Background: Poor perception of dyspnea in asthma may lead to a delay in starting appropriate treatment which is probably one of the factors contributing to death from asthma.
Objective: This study was carried out to determine whether impaired perception of dyspnea in patients with asthma of varying severity can be corrected by inhalation of short acting beta2 agonist treatment.
Methods: We enrolled 20 patients with asthma of varying severity. Forced expiratory volume in one second (FEV1) was measured before and 10 minutes after two puffs of salbutamol administered by metered dose inhaler. Perception of dyspnea was scored on the Borg scale during breathing through an inspiratory muscle trainer.

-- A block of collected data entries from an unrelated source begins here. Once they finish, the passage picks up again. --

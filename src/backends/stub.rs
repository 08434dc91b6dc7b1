// Copyright (c) 2025 Steve Wagner (ciroque@live.com)
// SPDX-License-Identifier: MIT

use std::sync::atomic::{AtomicUsize, Ordering};
use std::sync::Arc;
use std::time::Duration;

use async_trait::async_trait;

use crate::errors::StageError;
use crate::traits::{Signature, Stage, StageContext};
use crate::value::{Value, ValueType};

const ANY: Signature = Signature::new(ValueType::Any, ValueType::Any);

fn first(inputs: Vec<Value>) -> Value {
    inputs
        .into_iter()
        .next()
        .unwrap_or_else(|| Value::Bytes(Vec::new()))
}

/// A stage that always fails for testing failure scenarios
pub struct FailingStage {
    pub message: String,
}

impl FailingStage {
    pub fn new(message: impl Into<String>) -> Self {
        Self {
            message: message.into(),
        }
    }
}

#[async_trait]
impl Stage for FailingStage {
    async fn execute(&self, _inputs: Vec<Value>) -> Result<Value, StageError> {
        Err(StageError::new(self.message.clone()))
    }

    fn signature(&self) -> Signature {
        ANY
    }

    fn name(&self) -> &'static str {
        "failing"
    }
}

/// A stage whose `configure` always fails
pub struct RejectingConfigStage;

#[async_trait]
impl Stage for RejectingConfigStage {
    fn configure(&mut self, _ctx: &StageContext<'_>) -> Result<(), StageError> {
        Err(StageError::new("configuration rejected"))
    }

    async fn execute(&self, inputs: Vec<Value>) -> Result<Value, StageError> {
        Ok(first(inputs))
    }

    fn signature(&self) -> Signature {
        ANY
    }

    fn name(&self) -> &'static str {
        "rejecting"
    }
}

/// Passes its first input through and counts invocations
pub struct CountingStage {
    pub calls: Arc<AtomicUsize>,
}

impl CountingStage {
    pub fn new(calls: Arc<AtomicUsize>) -> Self {
        Self { calls }
    }
}

#[async_trait]
impl Stage for CountingStage {
    async fn execute(&self, inputs: Vec<Value>) -> Result<Value, StageError> {
        self.calls.fetch_add(1, Ordering::SeqCst);
        Ok(first(inputs))
    }

    fn signature(&self) -> Signature {
        ANY
    }

    fn name(&self) -> &'static str {
        "counting"
    }
}

/// Sleeps before passing its first input through
pub struct DelayStage {
    pub delay: Duration,
}

#[async_trait]
impl Stage for DelayStage {
    async fn execute(&self, inputs: Vec<Value>) -> Result<Value, StageError> {
        tokio::time::sleep(self.delay).await;
        Ok(first(inputs))
    }

    fn signature(&self) -> Signature {
        ANY
    }

    fn name(&self) -> &'static str {
        "delay"
    }
}

/// Declares a byte output but produces a structured value
pub struct WrongOutputStage;

#[async_trait]
impl Stage for WrongOutputStage {
    async fn execute(&self, _inputs: Vec<Value>) -> Result<Value, StageError> {
        Ok(Value::Structured(serde_json::json!({"surprise": true})))
    }

    fn signature(&self) -> Signature {
        Signature::new(ValueType::Any, ValueType::Any)
    }

    fn name(&self) -> &'static str {
        "wrong_output"
    }
}
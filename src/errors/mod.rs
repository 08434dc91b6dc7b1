// Copyright (c) 2025 Steve Wagner (ciroque@live.com)
// SPDX-License-Identifier: MIT

mod build;
mod bundle;
mod execution;
mod runtime;
mod stage;
mod validation;

pub use build::BuildError;
pub use bundle::BundleLoadError;
pub use execution::ExecutionError;
pub use runtime::RuntimeError;
pub use stage::StageError;
pub use validation::GraphValidationError;
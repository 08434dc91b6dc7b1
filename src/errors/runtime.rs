// Copyright (c) 2025 Steve Wagner (ciroque@live.com)
// SPDX-License-Identifier: MIT

//! Umbrella error for runtime and boundary operations.
//!
//! Its `Display` output is exactly the UTF-8 message handed to a foreign
//! caller's error callback.

use thiserror::Error;

use super::{BuildError, BundleLoadError, ExecutionError};

#[derive(Debug, Error)]
pub enum RuntimeError {
    #[error(transparent)]
    Bundle(#[from] BundleLoadError),

    #[error(transparent)]
    Build(#[from] BuildError),

    #[error(transparent)]
    Execution(#[from] ExecutionError),

    #[error("Runtime has been shut down")]
    RuntimeShutdown,

    #[error("Invalid or released {kind} handle {id:#x}")]
    InvalidHandle { kind: &'static str, id: u64 },

    #[error("Invalid argument: {0}")]
    InvalidArgument(String),

    #[error("Failed to encode result: {0}")]
    Encode(#[from] serde_json::Error),

    #[error("Failed to start runtime: {0}")]
    Startup(#[source] std::io::Error),

    #[error("Panic inside runtime: {0}")]
    Panic(String),
}
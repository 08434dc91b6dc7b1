// Copyright (c) 2025 Steve Wagner (ciroque@live.com)
// SPDX-License-Identifier: MIT

//! C ABI for the runtime.
//!
//! Conventions shared by every entry point:
//! * Objects are `uint64_t` handles; `0` is the null handle.
//! * Buffers are returned as [`sc_slice`] and must be released with
//!   [`sc_buffer_release`]. A successful call never returns a null buffer,
//!   even when it is empty.
//! * On failure the optional error callback is invoked exactly once, before
//!   the call returns its sentinel (`0` or a null buffer). The message is
//!   UTF-8, not NUL-terminated, and only valid for the duration of the
//!   callback.
//! * Panics never cross the boundary; they are reported like any other error.
#![allow(non_camel_case_types)]
#![allow(clippy::not_unsafe_ptr_arg_deref)]

use std::any::Any;
use std::ffi::CStr;
use std::os::raw::c_char;
use std::panic::{self, AssertUnwindSafe};
use std::path::PathBuf;

use crate::boundary::buffer::{self, sc_slice};
use crate::boundary::runtime::BundleLocation;
use crate::boundary::{runtime, runtime_for, shutdown};
use crate::errors::{ExecutionError, RuntimeError};
use crate::observability::messages::boundary::{BoundaryCallFailed, BoundaryPanic};
use crate::observability::messages::StructuredLog;
use crate::value::Encoding;

pub type sc_bundle_t = u64;
pub type sc_pipeline_t = u64;

/// Receives an error message as a pointer and byte length.
pub type sc_error_cb = Option<unsafe extern "C" fn(message: *const u8, len: usize)>;

const NULL_HANDLE: u64 = 0;

static VERSION: &str = concat!(env!("CARGO_PKG_VERSION"), "\0");

/// Load an unpacked bundle from a directory or manifest file path (NUL-terminated UTF-8).
#[no_mangle]
pub extern "C" fn sc_bundle_from_path(path: *const c_char, on_error: sc_error_cb) -> sc_bundle_t {
    guard("sc_bundle_from_path", on_error, NULL_HANDLE, || {
        let path = path_arg(path)?;
        runtime()?.load_bundle(BundleLocation::Directory(&path))
    })
}

/// Load a zip-packed bundle from a file path (NUL-terminated UTF-8).
#[no_mangle]
pub extern "C" fn sc_bundle_from_archive(
    path: *const c_char,
    on_error: sc_error_cb,
) -> sc_bundle_t {
    guard("sc_bundle_from_archive", on_error, NULL_HANDLE, || {
        let path = path_arg(path)?;
        runtime()?.load_bundle(BundleLocation::Archive(&path))
    })
}

/// Load a zip-packed bundle from memory. The bytes are copied.
#[no_mangle]
pub extern "C" fn sc_bundle_from_archive_bytes(
    data: *const u8,
    len: usize,
    on_error: sc_error_cb,
) -> sc_bundle_t {
    guard("sc_bundle_from_archive_bytes", on_error, NULL_HANDLE, || {
        let bytes = bytes_arg(data, len)
            .ok_or_else(|| RuntimeError::InvalidArgument("archive data is null".to_string()))?;
        runtime()?.load_bundle(BundleLocation::ArchiveBytes(bytes))
    })
}

/// Bundle summary as a JSON buffer.
#[no_mangle]
pub extern "C" fn sc_bundle_metadata(bundle: sc_bundle_t, on_error: sc_error_cb) -> sc_slice {
    guard("sc_bundle_metadata", on_error, sc_slice::null(), || {
        let json = runtime_for("bundle", bundle)?.bundle_metadata(bundle)?;
        Ok(sc_slice::from_vec(json))
    })
}

/// Build a pipeline from a bundle. `config_json` may be null for defaults.
#[no_mangle]
pub extern "C" fn sc_pipeline_create(
    bundle: sc_bundle_t,
    config_json: *const u8,
    config_len: usize,
    on_error: sc_error_cb,
) -> sc_pipeline_t {
    guard("sc_pipeline_create", on_error, NULL_HANDLE, || {
        let config = bytes_arg(config_json, config_len).unwrap_or_default();
        runtime_for("bundle", bundle)?.create_pipeline(bundle, config)
    })
}

/// Run one forward pass. `encoding` is 0 for bytes, 1 for structured (JSON).
#[no_mangle]
pub extern "C" fn sc_pipeline_forward(
    pipeline: sc_pipeline_t,
    input: *const u8,
    input_len: usize,
    encoding: u32,
    on_error: sc_error_cb,
) -> sc_slice {
    guard("sc_pipeline_forward", on_error, sc_slice::null(), || {
        let encoding = encoding_arg(encoding)?;
        let input = bytes_arg(input, input_len);
        let output = runtime_for("pipeline", pipeline)?.forward(pipeline, input, encoding)?;
        Ok(sc_slice::from_vec(output))
    })
}

/// Build a transient pipeline from `bundle`, run it once and drop it.
#[no_mangle]
pub extern "C" fn sc_bundle_run_pipeline(
    bundle: sc_bundle_t,
    input: *const u8,
    input_len: usize,
    encoding: u32,
    config_json: *const u8,
    config_len: usize,
    on_error: sc_error_cb,
) -> sc_slice {
    guard("sc_bundle_run_pipeline", on_error, sc_slice::null(), || {
        let encoding = encoding_arg(encoding)?;
        let input = bytes_arg(input, input_len);
        let config = bytes_arg(config_json, config_len).unwrap_or_default();
        let output =
            runtime_for("bundle", bundle)?.run_pipeline(bundle, input, encoding, config)?;
        Ok(sc_slice::from_vec(output))
    })
}

/// Release a bundle handle. Pipelines built from it remain usable. `0` is ignored.
#[no_mangle]
pub extern "C" fn sc_bundle_release(bundle: sc_bundle_t, on_error: sc_error_cb) {
    guard("sc_bundle_release", on_error, (), || {
        if bundle == NULL_HANDLE {
            return Ok(());
        }
        runtime_for("bundle", bundle)?.release_bundle(bundle)
    })
}

/// Release a pipeline handle. `0` is ignored.
#[no_mangle]
pub extern "C" fn sc_pipeline_release(pipeline: sc_pipeline_t, on_error: sc_error_cb) {
    guard("sc_pipeline_release", on_error, (), || {
        if pipeline == NULL_HANDLE {
            return Ok(());
        }
        runtime_for("pipeline", pipeline)?.release_pipeline(pipeline)
    })
}

/// Release a buffer returned by this library. Null buffers are ignored.
#[no_mangle]
pub extern "C" fn sc_buffer_release(buf: sc_slice, on_error: sc_error_cb) {
    guard("sc_buffer_release", on_error, (), || unsafe { buffer::release(buf) })
}

/// Stop the runtime, dropping every bundle and pipeline. Buffers already
/// returned stay valid until released.
#[no_mangle]
pub extern "C" fn sc_shutdown() {
    let _ = panic::catch_unwind(shutdown);
}

/// Library version as a static NUL-terminated string. Do not release.
#[no_mangle]
pub extern "C" fn sc_version() -> *const c_char {
    VERSION.as_ptr().cast()
}

fn guard<T, F>(call: &'static str, on_error: sc_error_cb, sentinel: T, body: F) -> T
where
    F: FnOnce() -> Result<T, RuntimeError>,
{
    match panic::catch_unwind(AssertUnwindSafe(body)) {
        Ok(Ok(value)) => value,
        Ok(Err(error)) => {
            report(call, on_error, &error.to_string());
            sentinel
        }
        Err(payload) => {
            let message = panic_message(payload.as_ref());
            BoundaryPanic {
                call,
                message: &message,
            }
            .log();
            report(call, on_error, &RuntimeError::Panic(message).to_string());
            sentinel
        }
    }
}

fn report(call: &str, on_error: sc_error_cb, message: &str) {
    BoundaryCallFailed { call, message }.log();
    if let Some(callback) = on_error {
        unsafe { callback(message.as_ptr(), message.len()) };
    }
}

fn panic_message(payload: &(dyn Any + Send)) -> String {
    if let Some(message) = payload.downcast_ref::<&str>() {
        message.to_string()
    } else if let Some(message) = payload.downcast_ref::<String>() {
        message.clone()
    } else {
        "unknown panic".to_string()
    }
}

fn path_arg(path: *const c_char) -> Result<PathBuf, RuntimeError> {
    if path.is_null() {
        return Err(RuntimeError::InvalidArgument("path is null".to_string()));
    }
    let path = unsafe { CStr::from_ptr(path) }
        .to_str()
        .map_err(|_| RuntimeError::InvalidArgument("path is not valid UTF-8".to_string()))?;
    Ok(PathBuf::from(path))
}

fn bytes_arg<'a>(data: *const u8, len: usize) -> Option<&'a [u8]> {
    if data.is_null() {
        return None;
    }
    Some(unsafe { std::slice::from_raw_parts(data, len) })
}

fn encoding_arg(code: u32) -> Result<Encoding, RuntimeError> {
    Encoding::from_code(code).ok_or_else(|| {
        ExecutionError::InvalidEncoding {
            reason: format!("unknown encoding code {}", code),
        }
        .into()
    })
}
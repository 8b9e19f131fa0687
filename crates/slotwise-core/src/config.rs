//! Slotwise configuration system.

use serde::{Deserialize, Serialize};
use std::path::{Path, PathBuf};

use crate::error::{Result, SlotwiseError};

/// Root configuration.
#[derive(Debug, Clone, Default, Serialize, Deserialize)]
pub struct SlotwiseConfig {
    #[serde(default)]
    pub database: DatabaseConfig,
    #[serde(default)]
    pub scheduling: SchedulingConfig,
    #[serde(default)]
    pub notifications: NotificationConfig,
    #[serde(default)]
    pub directory: DirectoryConfig,
}

impl SlotwiseConfig {
    /// Load config from the default path (~/.slotwise/config.toml).
    pub fn load() -> Result<Self> {
        let path = Self::default_path();
        if path.exists() {
            Self::load_from(&path)
        } else {
            Ok(Self::default())
        }
    }

    /// Load config from a specific path.
    pub fn load_from(path: &Path) -> Result<Self> {
        let content = std::fs::read_to_string(path)
            .map_err(|e| SlotwiseError::Config(format!("Failed to read config: {e}")))?;
        let config: Self = toml::from_str(&content)
            .map_err(|e| SlotwiseError::Config(format!("Failed to parse config: {e}")))?;
        config.validate()?;
        tracing::debug!("⚙️ Config loaded from {}", path.display());
        Ok(config)
    }

    /// Save config to the default path.
    pub fn save(&self) -> Result<()> {
        let path = Self::default_path();
        if let Some(parent) = path.parent() {
            std::fs::create_dir_all(parent)?;
        }
        let content = toml::to_string_pretty(self)
            .map_err(|e| SlotwiseError::Config(format!("Failed to serialize config: {e}")))?;
        std::fs::write(&path, content)?;
        Ok(())
    }

    /// Get the default config path.
    pub fn default_path() -> PathBuf {
        Self::home_dir().join("config.toml")
    }

    /// Get the Slotwise home directory.
    pub fn home_dir() -> PathBuf {
        dirs::home_dir()
            .unwrap_or_else(|| PathBuf::from("."))
            .join(".slotwise")
    }

    /// Reject values the scheduler cannot work with.
    pub fn validate(&self) -> Result<()> {
        let s = &self.scheduling;
        if s.default_max_occurrences == 0 {
            return Err(SlotwiseError::Config(
                "scheduling.default_max_occurrences must be at least 1".into(),
            ));
        }
        if s.default_max_occurrences > s.max_series_occurrences {
            return Err(SlotwiseError::Config(format!(
                "scheduling.default_max_occurrences ({}) exceeds max_series_occurrences ({})",
                s.default_max_occurrences, s.max_series_occurrences
            )));
        }
        if s.suggestion_offsets_minutes.iter().any(|m| *m <= 0) {
            return Err(SlotwiseError::Config(
                "scheduling.suggestion_offsets_minutes must be positive".into(),
            ));
        }
        Ok(())
    }
}

/// SQLite store configuration.
#[derive(Debug, Clone, Serialize, Deserialize)]
pub struct DatabaseConfig {
    #[serde(default = "default_db_path")]
    pub path: String,
    #[serde(default = "default_busy_timeout_ms")]
    pub busy_timeout_ms: u64,
}

fn default_db_path() -> String { "~/.slotwise/scheduling.db".into() }
fn default_busy_timeout_ms() -> u64 { 5000 }

impl Default for DatabaseConfig {
    fn default() -> Self {
        Self {
            path: default_db_path(),
            busy_timeout_ms: default_busy_timeout_ms(),
        }
    }
}

/// How "monthly" recurrence advances.
#[derive(Debug, Clone, Copy, PartialEq, Eq, Default, Serialize, Deserialize)]
#[serde(rename_all = "snake_case")]
pub enum MonthlyAdvance {
    /// Same day-of-month each month, clamped to the month's last day.
    #[default]
    Calendar,
    /// Legacy fixed 30-day step.
    #[serde(rename = "fixed_30_days")]
    Fixed30Days,
}

/// Scheduling rules.
#[derive(Debug, Clone, Serialize, Deserialize)]
pub struct SchedulingConfig {
    /// Occurrences generated when a rule has neither an end date nor a count.
    #[serde(default = "default_max_occurrences")]
    pub default_max_occurrences: u32,
    /// Hard ceiling on any single series expansion.
    #[serde(default = "default_series_ceiling")]
    pub max_series_occurrences: u32,
    #[serde(default)]
    pub monthly_advance: MonthlyAdvance,
    /// Offsets from the rejected start probed for alternatives, in minutes.
    #[serde(default = "default_suggestion_offsets")]
    pub suggestion_offsets_minutes: Vec<i64>,
    #[serde(default = "default_max_suggestions")]
    pub max_suggestions: usize,
    /// Page size when the caller does not ask for one.
    #[serde(default = "default_page_size")]
    pub default_page_size: u32,
}

fn default_max_occurrences() -> u32 { 52 }
fn default_series_ceiling() -> u32 { 366 }
fn default_suggestion_offsets() -> Vec<i64> { vec![60, 120, 180, 24 * 60, 48 * 60] }
fn default_max_suggestions() -> usize { 3 }
fn default_page_size() -> u32 { 50 }

impl Default for SchedulingConfig {
    fn default() -> Self {
        Self {
            default_max_occurrences: default_max_occurrences(),
            max_series_occurrences: default_series_ceiling(),
            monthly_advance: MonthlyAdvance::default(),
            suggestion_offsets_minutes: default_suggestion_offsets(),
            max_suggestions: default_max_suggestions(),
            default_page_size: default_page_size(),
        }
    }
}

/// Notification dispatch configuration.
#[derive(Debug, Clone, Serialize, Deserialize)]
pub struct NotificationConfig {
    #[serde(default = "bool_true")]
    pub enabled: bool,
    /// Send reminders this many hours before a session starts.
    #[serde(default = "default_reminder_lead_hours")]
    pub reminder_lead_hours: u32,
    #[serde(default = "default_reminder_scan_secs")]
    pub reminder_scan_interval_secs: u64,
    /// Outbound webhook for deliveries (empty = log only).
    #[serde(default)]
    pub webhook_url: String,
    #[serde(default)]
    pub webhook_headers: Vec<(String, String)>,
    #[serde(default = "default_webhook_timeout")]
    pub webhook_timeout_secs: u64,
    /// In-memory delivery history kept for inspection.
    #[serde(default = "default_history_limit")]
    pub history_limit: usize,
}

fn bool_true() -> bool { true }
fn default_reminder_lead_hours() -> u32 { 24 }
fn default_reminder_scan_secs() -> u64 { 300 }
fn default_webhook_timeout() -> u64 { 10 }
fn default_history_limit() -> usize { 100 }

impl Default for NotificationConfig {
    fn default() -> Self {
        Self {
            enabled: true,
            reminder_lead_hours: default_reminder_lead_hours(),
            reminder_scan_interval_secs: default_reminder_scan_secs(),
            webhook_url: String::new(),
            webhook_headers: Vec::new(),
            webhook_timeout_secs: default_webhook_timeout(),
            history_limit: default_history_limit(),
        }
    }
}

/// Where facility/people records come from.
#[derive(Debug, Clone, Serialize, Deserialize)]
pub struct DirectoryConfig {
    #[serde(default = "default_directory_path")]
    pub path: String,
}

fn default_directory_path() -> String { "~/.slotwise/directory.toml".into() }

impl Default for DirectoryConfig {
    fn default() -> Self {
        Self {
            path: default_directory_path(),
        }
    }
}
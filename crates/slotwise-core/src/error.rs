//! Error taxonomy for the scheduling core.

use thiserror::Error;

use crate::types::{ConflictReport, Timestamp};

pub type Result<T> = std::result::Result<T, SlotwiseError>;

#[derive(Debug, Error)]
pub enum SlotwiseError {
    /// Malformed input. Never retried.
    #[error("validation failed: {0}")]
    Validation(String),

    #[error("invalid time range: end {end} is not after start {start}")]
    InvalidRange { start: Timestamp, end: Timestamp },

    /// Facility or instructor double-booking.
    #[error("scheduling conflict: {}", .0.summary())]
    Conflict(Box<ConflictReport>),

    #[error("{entity} not found: {id}")]
    NotFound { entity: &'static str, id: String },

    /// Program-scope mismatch.
    #[error("access denied: {0}")]
    AccessDenied(String),

    /// Operation not valid for the current session status.
    #[error("invalid state: {0}")]
    StateConflict(String),

    #[error("database error: {0}")]
    Database(String),

    #[error("config error: {0}")]
    Config(String),

    #[error("delivery failed: {0}")]
    Delivery(String),

    #[error("io error: {0}")]
    Io(#[from] std::io::Error),
}

impl SlotwiseError {
    pub fn not_found(entity: &'static str, id: impl Into<String>) -> Self {
        SlotwiseError::NotFound {
            entity,
            id: id.into(),
        }
    }

    pub fn validation(msg: impl Into<String>) -> Self {
        SlotwiseError::Validation(msg.into())
    }

    /// The conflict report, when this is a conflict.
    pub fn conflict_report(&self) -> Option<&ConflictReport> {
        match self {
            SlotwiseError::Conflict(report) => Some(report),
            _ => None,
        }
    }
}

Results: After inhalation of short acting beta2 agonist treatment, the baseline Borg score was decreased significantly from 2.20 +/- 0.32 to 1.80 +/- 0.31 (P < .01). The Borg score during breathing with the highest resistance, on the contrary, was increased significantly from 6.25 +/- 0.35 to 6.90 +/- 0.35 after inhalation of short acting beta2 agonist treatment (P < .01). Highest resistance-induced score difference from the baseline value (highest resistance-load score) was increased significantly from 4.10 +/- 0.46 to 5.25 +/- 0.42 (P < .01). There was no relationship between the change of Borg score from baseline value at each resistive load and the % change of FEV1 after inhalation of short acting beta2 agonist treatment.
Conclusion: These studies demonstrate that inhalation of short acting beta2 agonist treatment decrease dyspnea, but increase perception of dyspnea induced by a resistive load in patients with asthma, and the mechanism of the increased perception may not be related to the increased airflow rate. It may be due to some local or central effects of bronchodilator drug on perception of asthma.